First we have to split the function into two functions depending on the intervals. Then, we have to differentiate both the terms with respect to $x$ , that is, we have to find $f'\left( x \right)$ . If $f'\left( x \right) > 0$ , then the function is increasing in that interval and if $f'\left( x \right) < 0$ , then the function is decreasing in that interval. We must keep in mind that, we have to split the given modulus function because the modulus function is not differentiable, so we have to split the function into intervals and then differentiate.

Complete step by step solution:
Given, function is, $f\left( x \right) = \left| {{x^2} - 4} \right|$ .
Now, we can write, ${x^2} - 4 = \left( {x - 2} \right)\left( {x + 2} \right)$ .
Therefore, $f\left( x \right) = \left| {\left( {x - 2} \right)\left( {x + 2} \right)} \right|$
Now, we know, the modulus function is always positive.
Therefore, $\left( {x - 2} \right)\left( {x + 2} \right) \geqslant 0$
Now, using the method of intervals on the real line, we get,

So, on the real line, for positive values, the value of $x$ have to be within the intervals which are indicated by + sign in the real line, that is,
$x \in ( - \infty , - 2] \cup [2,\infty )$
And, for negative values, the value of $x$ have to be within the intervals which are indicated by - sign in the real line, that is,
$x \in ( - 2,2)$
Therefore, we can split the function, in the following way,
In the interval $x \in ( - \infty , - 2] \cup [2,\infty )$ , the function is,
$f\left( x \right) = {x^2} - 4$
And, in the interval $x \in ( - 2,2)$ , the function is,
$f\left( x \right) = - ({x^2} - 4)$
Now, to find the intervals in which the function is increasing and decreasing let us differentiate the functions with respect to $x$ .
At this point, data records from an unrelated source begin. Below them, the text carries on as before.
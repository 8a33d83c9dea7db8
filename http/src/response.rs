use super::{Headers, ResponseError};
use std::result;

/// 传输层 HTTP 响应
///
/// 响应体已经完整读取到内存中
#[derive(Debug, Clone, PartialEq, Eq)]
pub struct Response {
    status_code: u16,
    headers: Headers,
    body: Vec<u8>,
}

impl Default for Response {
    #[inline]
    fn default() -> Self {
        Self {
            status_code: 200,
            headers: Default::default(),
            body: Default::default(),
        }
    }
}

impl Response {
    /// 创建传输层 HTTP 响应构建器
    #[inline]
    pub fn builder() -> ResponseBuilder {
        ResponseBuilder::default()
    }

    /// 获取 HTTP 状态码
    #[inline]
    pub fn status_code(&self) -> u16 {
        self.status_code
    }

    /// 获取 HTTP 响应头
    #[inline]
    pub fn headers(&self) -> &Headers {
        &self.headers
    }

    /// 获取 HTTP 响应体
    #[inline]
    pub fn body(&self) -> &[u8] {
        &self.body
    }

    /// 拆分为状态码，响应头与响应体
    #[inline]
    pub fn into_parts(self) -> (u16, Headers, Vec<u8>) {
        (self.status_code, self.headers, self.body)
    }
}

/// 传输层 HTTP 响应构建器
#[derive(Debug, Clone, Default)]
pub struct ResponseBuilder {
    inner: Response,
}

impl ResponseBuilder {
    /// 设置 HTTP 状态码
    #[inline]
    pub fn status_code(&mut self, status_code: u16) -> &mut Self {
        self.inner.status_code = status_code;
        self
    }

    /// 设置 HTTP 响应头
    #[inline]
    pub fn headers(&mut self, headers: Headers) -> &mut Self {
        self.inner.headers = headers;
        self
    }

    /// 添加 HTTP 响应头
    #[inline]
    pub fn header(&mut self, name: impl Into<String>, value: impl Into<String>) -> &mut Self {
        self.inner.headers.insert(name, value);
        self
    }

    /// 设置 HTTP 响应体
    #[inline]
    pub fn body(&mut self, body: impl Into<Vec<u8>>) -> &mut Self {
        self.inner.body = body.into();
        self
    }

    /// 构建传输层 HTTP 响应
    #[inline]
    pub fn build(&mut self) -> Response {
        std::mem::take(&mut self.inner)
    }
}

/// 传输层 HTTP 响应结果
pub type Result = result::Result<Response, ResponseError>;
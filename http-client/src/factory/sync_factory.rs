use super::{
    super::{ConfigError, Engine, Request, Response},
    check_request,
};
use rivet_http::Connector;

/// 阻塞请求工厂
///
/// 在调用方线程上执行请求，包括重试之间的退避等待
#[derive(Debug)]
pub struct SyncFactory<C: Connector> {
    engine: Option<Engine<C>>,
}

impl<C: Connector> SyncFactory<C> {
    /// 创建关联了请求执行引擎的请求工厂
    #[inline]
    pub fn new(engine: Engine<C>) -> Self {
        Self { engine: Some(engine) }
    }

    /// 创建没有关联请求执行引擎的请求工厂
    #[inline]
    pub fn detached() -> Self {
        Self { engine: None }
    }

    /// 阻塞执行请求
    ///
    /// 只有配置错误才会返回 `Err`，请求失败记录在返回的响应中
    pub fn invoke(&self, request: &Request) -> Result<Response, ConfigError> {
        let engine = self.attached()?;
        check_request(request)?;
        engine.execute(request)
    }
}

impl_factory_setters!(SyncFactory);

#[cfg(feature = "ureq")]
impl Default for SyncFactory<rivet_ureq::Connector> {
    #[inline]
    fn default() -> Self {
        Self::new(Engine::new(rivet_ureq::Connector))
    }
}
Therefore, in the interval, $x \in ( - \infty , - 2] \cup [2,\infty )$
$f'\left( x \right) = \dfrac{d}{{dx}}\left( {{x^2} - 4} \right)$
$\Rightarrow f'\left( x \right) = 2x$
Now, for the interval, $( - \infty , - 2]$ ,
$f'\left( x \right) < 0$
Hence, the function is decreasing in $( - \infty , - 2]$ .
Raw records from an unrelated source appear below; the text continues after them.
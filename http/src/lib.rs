#![cfg_attr(feature = "docs", feature(doc_cfg))]
#![deny(unsafe_code, missing_debug_implementations)]

//! # rivet-http
//!
//! ## Rivet HTTP 接口
//!
//! 为 Rivet HTTP 客户端提供传输层接口定义以及基础数据模型。
//!
//! 实现 [`HttpCaller`] 与 [`Connector`] 接口即可将任意 HTTP 库接入 Rivet，
//! 传输层只负责网络 IO（连接池，TLS，报文收发），重试与载荷转换由上层客户端负责。

mod error;
mod form;
mod header;
mod method;
mod options;
mod request;
mod response;
mod status;

pub use error::{Error as ResponseError, ErrorBuilder as ResponseErrorBuilder, ErrorKind as ResponseErrorKind};
pub use form::{Form, Iter as FormIter};
pub use header::{Headers, Iter as HeadersIter, ACCEPT, AUTHORIZATION, CACHE_CONTROL, CONTENT_TYPE, USER_AGENT};
pub use method::{InvalidMethod, Method};
pub use options::{TransportOptions, TransportOptionsBuilder};
pub use request::{Request, RequestBuilder};
pub use response::{Response, ResponseBuilder, Result as ResponseResult};
pub use status::HttpStatus;

use once_cell::sync::Lazy;
use std::fmt::Debug;

static FULL_USER_AGENT: Lazy<Box<str>> = Lazy::new(|| {
    format!(
        "Rivet/rivet-http-{}/rust-{}",
        env!("CARGO_PKG_VERSION"),
        env!("RUSTC_VERSION"),
    )
    .into()
});

/// 获取 Rivet 库的 UserAgent
///
/// 所有请求默认携带该 UserAgent，除非调用方显式覆盖
#[inline]
pub fn user_agent() -> &'static str {
    &FULL_USER_AGENT
}

/// HTTP 请求处理函数
///
/// 实现该接口，即可处理所有 Rivet 发送的 HTTP 请求
pub trait HttpCaller: Debug + Send + Sync {
    /// 阻塞发送 HTTP 请求
    ///
    /// 只有在收到状态行之前发生的错误（IO 错误，连接被拒绝，超时等）才返回 `Err`，
    /// 任何状态码的响应都应当以 `Ok` 返回
    fn call(&self, request: &Request) -> ResponseResult;
}

impl<T: HttpCaller + ?Sized> HttpCaller for Box<T> {
    #[inline]
    fn call(&self, request: &Request) -> ResponseResult {
        T::call(self, request)
    }
}

impl<T: HttpCaller + ?Sized> HttpCaller for std::sync::Arc<T> {
    #[inline]
    fn call(&self, request: &Request) -> ResponseResult {
        T::call(self, request)
    }
}

/// HTTP 传输层连接器
///
/// 根据传输选项构建 [`HttpCaller`]，调用方保证对同一份选项只构建一次
pub trait Connector: Debug + Send + Sync {
    /// 构建出的 HTTP 请求处理函数
    type Caller: HttpCaller + 'static;

    /// 根据传输选项构建 HTTP 请求处理函数
    fn connect(&self, options: &TransportOptions) -> Result<Self::Caller, ResponseError>;
}

#[cfg(test)]
mod tests {
    use super::*;

    #[test]
    fn test_user_agent() {
        assert!(user_agent().starts_with("Rivet/rivet-http-"));
        assert!(user_agent().contains("/rust-"));
    }
}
And, for the interval, $[2,\infty )$ ,
$f'\left( x \right) > 0$
Hence, the function is increasing in $[2,\infty )$ .
Now, for the interval $x \in ( - 2,2)$ ,
$f'\left( x \right) = \dfrac{d}{{dx}}\left( { - ({x^2} - 4)} \right)$
$\Rightarrow f'\left( x \right) = \dfrac{d}{{dx}}\left( { - {x^2} + 4)} \right)$
$\Rightarrow f'\left( x \right) = - 2x$
Now, in the interval, $( - 2,0)$ ,
$f'\left( x \right) > 0$
Hence, the function is increasing in $( - 2,0)$ .
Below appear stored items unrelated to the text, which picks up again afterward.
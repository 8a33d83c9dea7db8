macro_rules! impl_factory_setters {
    ($factory:ident) => {
        impl<C: rivet_http::Connector> $factory<C> {
            /// 关联请求执行引擎，返回之前关联的引擎
            #[inline]
            pub fn attach(&mut self, engine: $crate::Engine<C>) -> Option<$crate::Engine<C>> {
                self.engine.replace(engine)
            }

            /// 获取关联的请求执行引擎
            #[inline]
            pub fn engine(&self) -> Option<&$crate::Engine<C>> {
                self.engine.as_ref()
            }

            /// 获取关联的请求执行引擎的可变引用
            #[inline]
            pub fn engine_mut(&mut self) -> Option<&mut $crate::Engine<C>> {
                self.engine.as_mut()
            }

            fn attached(&self) -> Result<&$crate::Engine<C>, $crate::ConfigError> {
                self.engine.as_ref().ok_or($crate::ConfigError::EngineNotAttached)
            }

            fn attached_mut(&mut self) -> Result<&mut $crate::Engine<C>, $crate::ConfigError> {
                self.engine.as_mut().ok_or($crate::ConfigError::EngineNotAttached)
            }

            /// 使用关联引擎的转换器注册表创建请求构建器
            pub fn request(
                &self,
                request_type: $crate::PayloadType,
                response_type: $crate::PayloadType,
            ) -> Result<$crate::RequestBuilder, $crate::ConfigError> {
                let engine = self.attached()?;
                Ok($crate::Request::builder(engine.registry(), request_type, response_type)?)
            }

            /// 设置重试次数
            pub fn set_retry_count(&mut self, retry_count: usize) -> Result<&mut Self, $crate::ConfigError> {
                self.attached_mut()?.retry_policy_mut().set_retry_count(retry_count);
                Ok(self)
            }

            /// 添加可重试的状态码
            pub fn add_retry_status(
                &mut self,
                status: rivet_http::HttpStatus,
            ) -> Result<&mut Self, $crate::ConfigError> {
                self.attached_mut()?.retry_policy_mut().add_retry_status(status);
                Ok(self)
            }

            /// 替换可重试的状态码集合
            pub fn set_retry_statuses(
                &mut self,
                statuses: impl IntoIterator<Item = rivet_http::HttpStatus>,
            ) -> Result<&mut Self, $crate::ConfigError> {
                self.attached_mut()?.retry_policy_mut().set_retry_statuses(statuses);
                Ok(self)
            }

            /// 设置退避策略
            pub fn set_backoff(
                &mut self,
                backoff: impl $crate::Backoff + 'static,
            ) -> Result<&mut Self, $crate::ConfigError> {
                self.attached_mut()?.set_backoff(backoff);
                Ok(self)
            }

            /// 设置连接超时时长，不能低于 [`MIN_TIMEOUT`](crate::MIN_TIMEOUT)
            pub fn set_connect_timeout(&mut self, timeout: std::time::Duration) -> Result<&mut Self, $crate::ConfigError> {
                let timeout = $crate::error::check_timeout("connect timeout", timeout)?;
                self.attached_mut()?.update_transport_options(|options| {
                    options.set_connect_timeout(timeout);
                })?;
                Ok(self)
            }

            /// 设置读取超时时长，不能低于 [`MIN_TIMEOUT`](crate::MIN_TIMEOUT)
            pub fn set_read_timeout(&mut self, timeout: std::time::Duration) -> Result<&mut Self, $crate::ConfigError> {
                let timeout = $crate::error::check_timeout("read timeout", timeout)?;
                self.attached_mut()?.update_transport_options(|options| {
                    options.set_read_timeout(timeout);
                })?;
                Ok(self)
            }

            /// 设置写入超时时长，不能低于 [`MIN_TIMEOUT`](crate::MIN_TIMEOUT)
            pub fn set_write_timeout(&mut self, timeout: std::time::Duration) -> Result<&mut Self, $crate::ConfigError> {
                let timeout = $crate::error::check_timeout("write timeout", timeout)?;
                self.attached_mut()?.update_transport_options(|options| {
                    options.set_write_timeout(timeout);
                })?;
                Ok(self)
            }

            /// 设置连接池最大空闲连接数
            pub fn set_pool_max_idle(&mut self, max_idle: usize) -> Result<&mut Self, $crate::ConfigError> {
                self.attached_mut()?.update_transport_options(|options| {
                    options.set_pool_max_idle(max_idle);
                })?;
                Ok(self)
            }

            /// 设置空闲连接保持时长
            pub fn set_pool_keep_alive(
                &mut self,
                keep_alive: std::time::Duration,
            ) -> Result<&mut Self, $crate::ConfigError> {
                self.attached_mut()?.update_transport_options(|options| {
                    options.set_pool_keep_alive(keep_alive);
                })?;
                Ok(self)
            }

            /// 注册转换器
            pub fn register_converter(
                &mut self,
                request_type: $crate::PayloadType,
                response_type: $crate::PayloadType,
                converter: impl $crate::Converter + 'static,
            ) -> Result<&mut Self, $crate::ConfigError> {
                self.attached()?.registry().register(request_type, response_type, converter);
                Ok(self)
            }
        }
    };
}

mod async_factory;
mod sync_factory;

pub use async_factory::AsyncFactory;
pub use sync_factory::SyncFactory;

use super::{ConfigError, Request};

fn check_request(request: &Request) -> Result<(), ConfigError> {
    if request.is_empty() {
        return Err(ConfigError::EmptyRequest);
    }
    match request.body() {
        Some(body) if !request.request_type().accepts(body) => Err(ConfigError::PayloadMismatch {
            expected: request.request_type().to_owned(),
            found: body.payload_type(),
        }),
        _ => Ok(()),
    }
}
use super::{
    super::{Request, Response, ResponseError},
    convert::{exhausted_response, interpret_response, make_http_request, unexpected_status_code_error},
    Backoff, RetriedStatsInfo, RetryPolicy,
};
use log::{error, warn};
use rivet_http::{HttpCaller, HttpStatus};
use std::thread::sleep;

/// 在当前线程上阻塞执行请求
///
/// 最多尝试 `retry_count + 1` 次，可重试的状态码在重试前阻塞等待退避时长，
/// 传输层错误立即重试
pub(super) fn call(caller: &dyn HttpCaller, request: &Request, policy: &RetryPolicy, backoff: &dyn Backoff) -> Response {
    let http_request = match make_http_request(request) {
        Ok(http_request) => http_request,
        Err(err) => {
            error!("failed to build request: {}", err);
            return Response::failed(err);
        }
    };
    let mut attempts_remaining = policy.retry_count();
    let mut retried = RetriedStatsInfo::default();

    loop {
        let (code, headers, body) = match caller.call(&http_request) {
            Ok(http_response) => http_response.into_parts(),
            Err(err) if attempts_remaining > 0 => {
                attempts_remaining -= 1;
                retried.increase_on_transport_error();
                warn!(
                    "{} {} failed: {}, {} attempts remaining",
                    http_request.method(),
                    http_request.url(),
                    err,
                    attempts_remaining
                );
                continue;
            }
            Err(err) => {
                error!("{} {} failed: {}", http_request.method(), http_request.url(), err);
                return Response::failed(ResponseError::from(err).retried(&retried));
            }
        };

        let status = match HttpStatus::from_code(code) {
            Some(status) => status,
            None => return Response::failed(unexpected_status_code_error(request, code).retried(&retried)),
        };
        if !policy.is_retryable(status) {
            return interpret_response(request, status, headers, &body);
        }
        if attempts_remaining == 0 {
            error!(
                "{} {} retries exhausted on status {}",
                http_request.method(),
                http_request.url(),
                status
            );
            return exhausted_response(request, status, headers, &body);
        }

        attempts_remaining -= 1;
        retried.increase_on_status();
        let delay = backoff.time(&retried);
        warn!(
            "{} {} returned {}, retry in {:?}, {} attempts remaining",
            http_request.method(),
            http_request.url(),
            status,
            delay,
            attempts_remaining
        );
        sleep(delay);
    }
}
And, in the interval, $(0,2)$ ,
$f'\left( x \right) < 0$
Hence, the function is decreasing in $(0,2)$ .
Therefore, we can say that the function increases in the interval $( - 2,0) \cup [2,\infty )$ . And, decreasing in the interval $( - \infty , - 2] \cup (0,2)$ .

Note: The problem could also be solved by checking the various intervals of the functions after splitting the modulus function and then checking with various values of the defined intervals $( - \infty , - 2],( - 2,0),(0,2),[2,\infty )$ and see the trend of the values of the function un these intervals and hence find the solution to the question.